Neisseria gonorrhoeae utilizes the mtrCDE-encoded efflux pump system to resist not only host-derived, hydrophobic antimicrobials that bathe mucosal surfaces, which likely aids in its ability to colonize and infect numerous sites within the human host, but also antibiotics that have been used clinically to treat infections. Recently, over-expression of the MtrC-MtrD-MtrE efflux pump was shown to be critically involved in the capacity of gonococci to develop chromosomally-mediated resistance to penicillin G, which for over 40 years was used to treat gonococcal infections. Mutations in either the promoter or coding sequence of the mtrR gene, which encodes a repressor of the efflux pump operon, decrease gonococcal susceptibility to penicillin.

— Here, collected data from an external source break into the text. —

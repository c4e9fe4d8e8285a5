use std::path::Path;

use toml2c_schema::{base_name, build_schema, Schema};
use tracing::{debug, info};

use crate::{
    config::GeneratorConfig,
    error::T2cError,
    gen_header::emit_declaration,
    gen_source::emit_implementation,
    types::{Artifact, Output},
};

/// Parses `text` as TOML, reporting failures against `path`.
pub fn parse_document(path: &Path, text: &str) -> Result<toml::Table, T2cError> {
    toml::from_str::<toml::Table>(text).map_err(|e| T2cError::ParseError {
        path:    path.to_path_buf(),
        message: e.to_string(),
    })
}

/// Infers the schema of the document at `path` whose contents are `text`.
pub fn infer_schema(path: &Path, text: &str, config: &GeneratorConfig) -> Result<Schema, T2cError> {
    let document = parse_document(path, text)?;
    let root_name = config.root_type_name(&base_name(path));
    let schema = build_schema(&document, &root_name);
    debug!(
        root = %root_name,
        tables = schema.len(),
        fields = schema.fields().count(),
        "inferred schema"
    );
    Ok(schema)
}

/// Generates both artifacts for an already inferred schema.
pub fn generate(schema: &Schema, config: &GeneratorConfig) -> Output {
    let symbols = config.symbols(schema);
    Output {
        header: Artifact {
            file_name: symbols.header_file,
            contents:  emit_declaration(schema, config),
        },
        source: Artifact {
            file_name: symbols.source_file,
            contents:  emit_implementation(schema, config),
        },
    }
}

/// Infer and generate in one step: `(Schema, Output)`.
/// Returns `Err(T2cError::ParseError)` if the example document is malformed.
pub fn compile_document(path: &Path, text: &str, config: &GeneratorConfig) -> Result<(Schema, Output), T2cError> {
    let schema = infer_schema(path, text, config)?;
    let output = generate(&schema, config);
    Ok((schema, output))
}

/// Reads the example document from disk and compiles it.
pub fn compile_file(path: &Path, config: &GeneratorConfig) -> Result<(Schema, Output), T2cError> {
    let text = std::fs::read_to_string(path).map_err(|source| T2cError::Read {
        path: path.to_path_buf(),
        source,
    })?;
    compile_document(path, &text, config)
}

/// Writes both artifacts into `dir`, header first.
pub fn write_output(output: &Output, dir: &Path) -> Result<(), T2cError> {
    for artifact in [&output.header, &output.source] {
        let path = artifact.path_in(dir);
        std::fs::write(&path, &artifact.contents).map_err(|source| T2cError::Write {
            path: path.clone(),
            source,
        })?;
        info!(path = %path.display(), "wrote artifact");
    }
    Ok(())
}
use std::collections::HashSet;

use lazy_static::lazy_static;
use regex::Regex;
use toml2c_schema::Schema;

use crate::{path, utils::quote};

lazy_static! {
    static ref IDENTIFIER: Regex = Regex::new(r"^[A-Za-z_][A-Za-z0-9_]*$").unwrap();
}

pub const C_KEYWORDS: [&str; 44] = [
    "auto", "break", "case", "char", "const", "continue", "default", "do",
    "double", "else", "enum", "extern", "float", "for", "goto", "if",
    "inline", "int", "long", "register", "restrict", "return", "short", "signed",
    "sizeof", "static", "struct", "switch", "typedef", "union", "unsigned", "void",
    "volatile", "while", "_Alignas", "_Alignof", "_Atomic", "_Bool", "_Complex", "_Generic",
    "_Imaginary", "_Noreturn", "_Static_assert", "_Thread_local",
];

/// Names in `schema` that will not compile as C identifiers, and tables that
/// would generate ill-formed C.
///
/// Nothing here changes the generated code; the caller decides whether the
/// returned warnings are fatal.
pub fn verify_identifiers(schema: &Schema) -> Vec<String> {
    let mut warnings = Vec::new();

    for id in schema.preorder() {
        let table = schema.node(id);
        let what = if table.is_root() { "record type" } else { "table" };
        check_name(what, &table.name, &mut warnings);

        // ISO C has no empty structs.
        if table.fields.is_empty() && table.children.is_empty() {
            warnings.push(format!("The {} {} has no members", what, quote(&table.name)));
        }

        // Fields and child tables share one C struct scope.
        let mut seen: HashSet<&str> = HashSet::new();
        for field in &table.fields {
            check_name("field", &field.name, &mut warnings);
            if !seen.insert(&field.name) {
                warnings.push(duplicate(&table.name, &field.name));
            }
            if field.kind.is_array() {
                let len_member = format!("{}_len", field.name);
                if table.fields.iter().any(|f| f.name == len_member) {
                    warnings.push(duplicate(&table.name, &len_member));
                }
            }
        }
        for &child in &table.children {
            let name = &schema.node(child).name;
            if !seen.insert(name) {
                warnings.push(duplicate(&table.name, name));
            }
        }
    }

    // Handles of all tables share the read routine's scope.
    let mut handles: HashSet<String> = HashSet::new();
    for id in schema.descendants() {
        let handle = path::local(schema, id);
        if !handles.insert(handle.clone()) {
            warnings.push(format!("The table handle {} is bound twice", quote(&handle)));
        }
    }

    warnings
}

fn check_name(what: &str, name: &str, warnings: &mut Vec<String>) {
    if !IDENTIFIER.is_match(name) {
        warnings.push(format!("The {} name {} is not a valid C identifier", what, quote(name)));
    } else if C_KEYWORDS.contains(&name) {
        warnings.push(format!("The {} name {} is a C keyword", what, quote(name)));
    }
}

fn duplicate(table: &str, member: &str) -> String {
    format!("The member {} is declared twice in {}", quote(member), quote(table))
}

#[test]
fn clean_schema_has_no_warnings() {
    use toml2c_schema::{Field, FieldKind};

    let mut schema = Schema::new("app_t");
    let server = schema.add_child(schema.root(), "server");
    schema.push_field(server, Field::new("port", FieldKind::Int));
    assert!(verify_identifiers(&schema).is_empty());
}

#[test]
fn reports_invalid_and_reserved_names() {
    use toml2c_schema::{Field, FieldKind};

    let mut schema = Schema::new("my.app_t");
    let root = schema.root();
    schema.push_field(root, Field::new("int", FieldKind::Int));
    schema.push_field(root, Field::new("2fast", FieldKind::Bool));
    let warnings = verify_identifiers(&schema);
    assert_eq!(warnings.len(), 3);
    assert!(warnings[0].contains("\"my.app_t\""));
    assert!(warnings[1].contains("C keyword"));
    assert!(warnings[2].contains("\"2fast\""));
}

#[test]
fn reports_sanitized_collisions() {
    use toml2c_schema::{Field, FieldKind};

    let mut schema = Schema::new("app_t");
    let root = schema.root();
    schema.push_field(root, Field::new("a_b", FieldKind::Int));
    schema.push_field(root, Field::new("a_b", FieldKind::Int));
    schema.push_field(root, Field::new("tags", FieldKind::ArrayOfString));
    schema.push_field(root, Field::new("tags_len", FieldKind::Int));
    let child = schema.add_child(root, "a_b");
    schema.push_field(child, Field::new("c", FieldKind::Int));
    let warnings = verify_identifiers(&schema);
    assert_eq!(warnings.len(), 3);
    assert!(warnings.iter().all(|w| w.contains("declared twice")));
}

#[test]
fn reports_colliding_table_handles() {
    use toml2c_schema::{Field, FieldKind};

    let mut schema = Schema::new("app_t");
    let root = schema.root();
    let x = schema.add_child(root, "x");
    let y = schema.add_child(x, "y");
    schema.push_field(y, Field::new("a", FieldKind::Int));
    let x_y = schema.add_child(root, "x_y");
    schema.push_field(x_y, Field::new("b", FieldKind::Int));

    let warnings = verify_identifiers(&schema);
    assert_eq!(warnings, ["The table handle \"root_x_y\" is bound twice"]);
}

#[test]
fn reports_tables_without_members() {
    use toml2c_schema::{Field, FieldKind};

    let schema = Schema::new("app_t");
    assert_eq!(verify_identifiers(&schema), ["The record type \"app_t\" has no members"]);

    let mut schema = Schema::new("app_t");
    let root = schema.root();
    schema.push_field(root, Field::new("a", FieldKind::Int));
    let outer = schema.add_child(root, "outer");
    schema.add_child(outer, "inner");
    assert_eq!(verify_identifiers(&schema), ["The table \"inner\" has no members"]);
}
//! Schema inference over a parsed example document.

use toml::{Table, Value};
use tracing::trace;

use crate::schema::{Field, FieldKind, NodeId, Schema};

/// Infers the schema tree of `document`.
///
/// The root table is named `root_name`; every nested table becomes a child
/// node and every supported scalar or homogeneous array becomes a field, both
/// in document order. Anything else (date/time values, mixed arrays, arrays of
/// tables or of arrays, empty arrays) is left out without a diagnostic.
pub fn build_schema(document: &Table, root_name: &str) -> Schema {
    let mut schema = Schema::new(root_name);
    let root = schema.root();
    collect_table(&mut schema, root, document);
    schema
}

fn collect_table(schema: &mut Schema, node: NodeId, table: &Table) {
    for (key, value) in table {
        match value {
            Value::Table(inner) => {
                let child = schema.add_child(node, key.as_str());
                trace!(table = %key, depth = schema.node(child).depth, "entering table");
                collect_table(schema, child, inner);
            }
            Value::Integer(_) => schema.push_field(node, Field::new(key.as_str(), FieldKind::Int)),
            Value::Float(_)   => schema.push_field(node, Field::new(key.as_str(), FieldKind::Double)),
            Value::Boolean(_) => schema.push_field(node, Field::new(key.as_str(), FieldKind::Bool)),
            Value::String(_)  => schema.push_field(node, Field::new(key.as_str(), FieldKind::String)),
            Value::Array(items) => {
                if let Some(kind) = classify_array(items) {
                    schema.push_field(node, Field::new(key.as_str(), kind));
                }
            }
            Value::Datetime(_) => {}
        }
    }
}

#[derive(PartialEq)]
enum Tag {
    Integer,
    Float,
    Boolean,
    String,
    Datetime,
    Array,
    Table,
}

fn tag(value: &Value) -> Tag {
    match value {
        Value::Integer(_)  => Tag::Integer,
        Value::Float(_)    => Tag::Float,
        Value::Boolean(_)  => Tag::Boolean,
        Value::String(_)   => Tag::String,
        Value::Datetime(_) => Tag::Datetime,
        Value::Array(_)    => Tag::Array,
        Value::Table(_)    => Tag::Table,
    }
}

/// Field kind of a homogeneous array of supported scalars, `None` otherwise.
pub fn classify_array(items: &[Value]) -> Option<FieldKind> {
    let first = tag(items.first()?);
    if items.iter().any(|item| tag(item) != first) {
        return None;
    }
    match first {
        Tag::Integer => Some(FieldKind::ArrayOfInt),
        Tag::Float   => Some(FieldKind::ArrayOfDouble),
        Tag::Boolean => Some(FieldKind::ArrayOfBool),
        Tag::String  => Some(FieldKind::ArrayOfString),
        Tag::Datetime | Tag::Array | Tag::Table => None,
    }
}

#[cfg(test)]
fn infer(text: &str) -> Schema {
    let document: Table = toml::from_str(text).unwrap();
    build_schema(&document, "doc_t")
}

#[test]
fn scalars_become_fields_in_document_order() {
    let schema = infer(
        r#"
        zeta = 1
        alpha = 2.5
        mid = true
        name = "x"
        "#,
    );
    let root = schema.node(schema.root());
    assert_eq!(root.name, "doc_t");
    assert_eq!(root.depth, 0);
    let fields: Vec<(&str, FieldKind)> = root.fields.iter().map(|f| (f.name.as_str(), f.kind)).collect();
    assert_eq!(
        fields,
        [
            ("zeta", FieldKind::Int),
            ("alpha", FieldKind::Double),
            ("mid", FieldKind::Bool),
            ("name", FieldKind::String),
        ]
    );
}

#[test]
fn nested_tables_become_children() {
    let schema = infer(
        r#"
        title = "x"

        [server]
        port = 8080

        [server.tls-opts]
        enabled = false

        [client]
        retries = 3
        "#,
    );
    let root = schema.node(schema.root());
    assert_eq!(root.fields.len(), 1);
    assert_eq!(root.children.len(), 2);

    let server = schema.node(root.children[0]);
    assert_eq!(server.name, "server");
    assert_eq!(server.depth, 1);
    assert_eq!(server.parent, Some(schema.root()));

    let tls = schema.node(server.children[0]);
    assert_eq!(tls.name, "tls_opts");
    assert_eq!(tls.depth, 2);
    assert_eq!(tls.key, "tls-opts");

    let client = schema.node(root.children[1]);
    assert_eq!(client.name, "client");
    assert_eq!(client.depth, 1);
}

#[test]
fn homogeneous_arrays_are_typed() {
    let schema = infer(
        r#"
        ints = [1, 2, 3]
        floats = [1.0, 2.0]
        flags = [true, false]
        names = ["a", "b"]
        "#,
    );
    let kinds: Vec<FieldKind> = schema.node(schema.root()).fields.iter().map(|f| f.kind).collect();
    assert_eq!(
        kinds,
        [
            FieldKind::ArrayOfInt,
            FieldKind::ArrayOfDouble,
            FieldKind::ArrayOfBool,
            FieldKind::ArrayOfString,
        ]
    );
}

#[test]
fn unsupported_values_are_dropped_silently() {
    let schema = infer(
        r#"
        mixed = [1, "a"]
        int_and_float = [1, 2.0]
        nested = [[1], [2]]
        empty = []
        when = 1979-05-27T07:32:00Z
        kept = 1

        [[products]]
        name = "hammer"
        "#,
    );
    let root = schema.node(schema.root());
    let names: Vec<&str> = root.fields.iter().map(|f| f.name.as_str()).collect();
    assert_eq!(names, ["kept"]);
    assert!(root.children.is_empty());
}

#[test]
fn classify_array_needs_a_first_element() {
    assert_eq!(classify_array(&[]), None);
    assert_eq!(
        classify_array(&[Value::Integer(1), Value::Integer(2)]),
        Some(FieldKind::ArrayOfInt)
    );
    assert_eq!(classify_array(&[Value::Integer(1), Value::Boolean(true)]), None);
}

#[test]
fn sibling_keys_collide_after_sanitizing() {
    let schema = infer(
        r#"
        a-b = 1
        a_b = 2
        "#,
    );
    let fields = &schema.node(schema.root()).fields;
    assert_eq!(fields.len(), 2);
    assert_eq!(fields[0].name, "a_b");
    assert_eq!(fields[1].name, "a_b");
    assert_eq!(fields[0].key, "a-b");
    assert_eq!(fields[1].key, "a_b");
}

#[test]
fn underscore_keys_are_kept_verbatim() {
    let schema = infer(
        r#"
        max_conn = 5

        [pool_opts]
        idle-timeout = 30
        "#,
    );
    let root = schema.node(schema.root());
    assert_eq!(root.fields[0].key, "max_conn");

    let pool = schema.node(root.children[0]);
    assert_eq!((pool.name.as_str(), pool.key.as_str()), ("pool_opts", "pool_opts"));
    assert_eq!((pool.fields[0].name.as_str(), pool.fields[0].key.as_str()), ("idle_timeout", "idle-timeout"));
}
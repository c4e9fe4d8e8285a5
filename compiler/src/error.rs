use std::path::PathBuf;

use thiserror::Error;

#[derive(Debug, Error)]
pub enum T2cError {
    #[error("Failed to read {}: {source}", path.display())]
    Read {
        path:   PathBuf,
        source: std::io::Error,
    },

    #[error("TOML file {} parsing failed:\n{message}", path.display())]
    ParseError {
        path:    PathBuf,
        message: String,
    },

    #[error("Failed to write {}: {source}", path.display())]
    Write {
        path:   PathBuf,
        source: std::io::Error,
    },

    #[error("Schema encode error: {0}")]
    EncodeError(String),

    #[error("Verifier error: {0}")]
    VerifierError(String),
}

We now describe the capacity of MtrR to directly or indirectly influence the expression of two other loci that are involved in gonococcal susceptibility to penicillin: ponA, which encodes penicillin-binding protein 1 (PBP 1), and the pilMNOPQ operon, which encodes components of the type IV pilus secretion system, with PilQ acting as a channel for entry for penicillin. We determined that MtrR increases expression of ponA directly or indirectly, resulting in increased levels of PBP 1, while repressing expression of the divergently transcribed pilM gene, the first gene in the pilMNOPQ operon. Taken together with other studies, the results presented herein indicate that transcriptional regulation of gonococcal genes by MtrR is centrally involved in determining levels of gonococcal susceptibility to penicillin and provides a framework for understanding how resistance developed over the years.